**Exercise brief**
Once you have read the records below, restate them word for word.

**Data to examine**
--------------------------------
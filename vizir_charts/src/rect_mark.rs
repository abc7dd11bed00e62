// Copyright 2025 the VizIR Authors
// SPDX-License-Identifier: Apache-2.0 OR MIT

//! Rectangle marks.

use crate::geometry::{MarkGeometry, ShapeKind, ShapeSet};
use crate::mark::{ChartMark, MarkKind};
use crate::style::MarkDimension;

/// A rectangle, either centered on a point or spanning ranges.
#[derive(Clone, Debug, PartialEq)]
pub struct RectangleMark {
    geometry: MarkGeometry,
    /// Rectangle width, for point and one-sided range geometry.
    pub width: Option<MarkDimension>,
    /// Rectangle height, for point and one-sided range geometry.
    pub height: Option<MarkDimension>,
}

impl RectangleMark {
    /// Creates a rectangle mark, if the geometry's shape is supported.
    pub fn new(geometry: MarkGeometry) -> Option<Self> {
        Self::SHAPES.contains(geometry.kind()).then_some(Self {
            geometry,
            width: None,
            height: None,
        })
    }

    /// Sets the rectangle width.
    pub fn with_width(mut self, width: MarkDimension) -> Self {
        self.width = Some(width);
        self
    }

    /// Sets the rectangle height.
    pub fn with_height(mut self, height: MarkDimension) -> Self {
        self.height = Some(height);
        self
    }
}

impl ChartMark for RectangleMark {
    const KIND: MarkKind = MarkKind::Rectangle;
    const SHAPES: ShapeSet = ShapeSet::of(&[
        ShapeKind::Simple,
        ShapeKind::Range,
        ShapeKind::BidirectionalRange,
        ShapeKind::FixedBidirectionalRange,
    ]);

    fn try_from_geometry(geometry: MarkGeometry) -> Option<Self> {
        Self::new(geometry)
    }

    fn geometry(&self) -> &MarkGeometry {
        &self.geometry
    }
}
--------------------------------
**Exercise output**
filename vizir_charts/src/rect_mark.rs
repository abc7dd11bed00e62
// Copyright 2025 the VizIR Authors
// SPDX-License-Identifier: Apache-2.0 OR MIT

//! Rectangle marks.

use crate::geometry::{MarkGeometry, ShapeKind, ShapeSet};
use crate::mark::{ChartMark, MarkKind};
use crate::style::MarkDimension;

/// A rectangle, either centered on a point or spanning ranges.
#[derive(Clone, Debug, PartialEq)]
pub struct RectangleMark {
    geometry: MarkGeometry,
    /// Rectangle width, for point and one-sided range geometry.
    pub width: Option<MarkDimension>,
    /// Rectangle height, for point and one-sided range geometry.
    pub height: Option<MarkDimension>,
}

impl RectangleMark {
    /// Creates a rectangle mark, if the geometry's shape is supported.
    pub fn new(geometry: MarkGeometry) -> Option<Self> {
        Self::SHAPES.contains(geometry.kind()).then_some(Self {
            geometry,
            width: None,
            height: None,
        })
    }

    /// Sets the rectangle width.
    pub fn with_width(mut self, width: MarkDimension) -> Self {
        self.width = Some(width);
        self
    }

    /// Sets the rectangle height.
    pub fn with_height(mut self, height: MarkDimension) -> Self {
        self.height = Some(height);
        self
    }
}

impl ChartMark for RectangleMark {
    const KIND: MarkKind = MarkKind::Rectangle;
    const SHAPES: ShapeSet = ShapeSet::of(&[
        ShapeKind::Simple,
        ShapeKind::Range,
        ShapeKind::BidirectionalRange,
        ShapeKind::FixedBidirectionalRange,
    ]);

    fn try_from_geometry(geometry: MarkGeometry) -> Option<Self> {
        Self::new(geometry)
    }

    fn geometry(&self) -> &MarkGeometry {
        &self.geometry
    }
}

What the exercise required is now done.